* _Data records_:
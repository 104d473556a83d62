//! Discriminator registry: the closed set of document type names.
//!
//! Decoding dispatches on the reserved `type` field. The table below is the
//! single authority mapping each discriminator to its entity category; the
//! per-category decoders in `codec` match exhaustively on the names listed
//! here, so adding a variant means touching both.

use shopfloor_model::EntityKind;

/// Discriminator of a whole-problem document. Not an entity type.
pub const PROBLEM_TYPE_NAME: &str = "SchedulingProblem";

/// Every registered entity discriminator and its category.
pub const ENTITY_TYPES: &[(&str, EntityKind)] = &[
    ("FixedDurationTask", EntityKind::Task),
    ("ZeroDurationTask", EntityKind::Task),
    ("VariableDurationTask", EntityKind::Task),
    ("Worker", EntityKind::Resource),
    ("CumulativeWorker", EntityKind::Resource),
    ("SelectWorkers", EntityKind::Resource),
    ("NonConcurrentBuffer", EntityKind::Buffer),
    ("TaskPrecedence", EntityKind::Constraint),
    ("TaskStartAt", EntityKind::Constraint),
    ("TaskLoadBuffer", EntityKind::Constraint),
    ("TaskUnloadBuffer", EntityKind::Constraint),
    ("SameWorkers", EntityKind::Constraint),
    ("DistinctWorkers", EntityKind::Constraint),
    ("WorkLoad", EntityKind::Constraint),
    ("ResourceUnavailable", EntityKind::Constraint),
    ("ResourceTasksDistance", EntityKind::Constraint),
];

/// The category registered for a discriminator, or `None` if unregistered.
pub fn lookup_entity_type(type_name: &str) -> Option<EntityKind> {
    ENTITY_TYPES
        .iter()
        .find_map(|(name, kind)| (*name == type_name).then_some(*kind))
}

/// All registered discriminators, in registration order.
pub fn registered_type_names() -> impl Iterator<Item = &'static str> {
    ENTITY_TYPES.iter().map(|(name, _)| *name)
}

* _Task prompt_: Every entry shown earlier is to be returned exactly, line for line.

* _Response area_:
repository 104d473556a83d62
//! Discriminator registry: the closed set of document type names.
//!
//! Decoding dispatches on the reserved `type` field. The table below is the
//! single authority mapping each discriminator to its entity category; the
//! per-category decoders in `codec` match exhaustively on the names listed
//! here, so adding a variant means touching both.

use shopfloor_model::EntityKind;

/// Discriminator of a whole-problem document. Not an entity type.
pub const PROBLEM_TYPE_NAME: &str = "SchedulingProblem";

/// Every registered entity discriminator and its category.
pub const ENTITY_TYPES: &[(&str, EntityKind)] = &[
    ("FixedDurationTask", EntityKind::Task),
    ("ZeroDurationTask", EntityKind::Task),
    ("VariableDurationTask", EntityKind::Task),
    ("Worker", EntityKind::Resource),
    ("CumulativeWorker", EntityKind::Resource),
    ("SelectWorkers", EntityKind::Resource),
    ("NonConcurrentBuffer", EntityKind::Buffer),
    ("TaskPrecedence", EntityKind::Constraint),
    ("TaskStartAt", EntityKind::Constraint),
    ("TaskLoadBuffer", EntityKind::Constraint),
    ("TaskUnloadBuffer", EntityKind::Constraint),
    ("SameWorkers", EntityKind::Constraint),
    ("DistinctWorkers", EntityKind::Constraint),
    ("WorkLoad", EntityKind::Constraint),
    ("ResourceUnavailable", EntityKind::Constraint),
    ("ResourceTasksDistance", EntityKind::Constraint),
];

/// The category registered for a discriminator, or `None` if unregistered.
pub fn lookup_entity_type(type_name: &str) -> Option<EntityKind> {
    ENTITY_TYPES
        .iter()
        .find_map(|(name, kind)| (*name == type_name).then_some(*kind))
}

/// All registered discriminators, in registration order.
pub fn registered_type_names() -> impl Iterator<Item = &'static str> {
    ENTITY_TYPES.iter().map(|(name, _)| *name)
}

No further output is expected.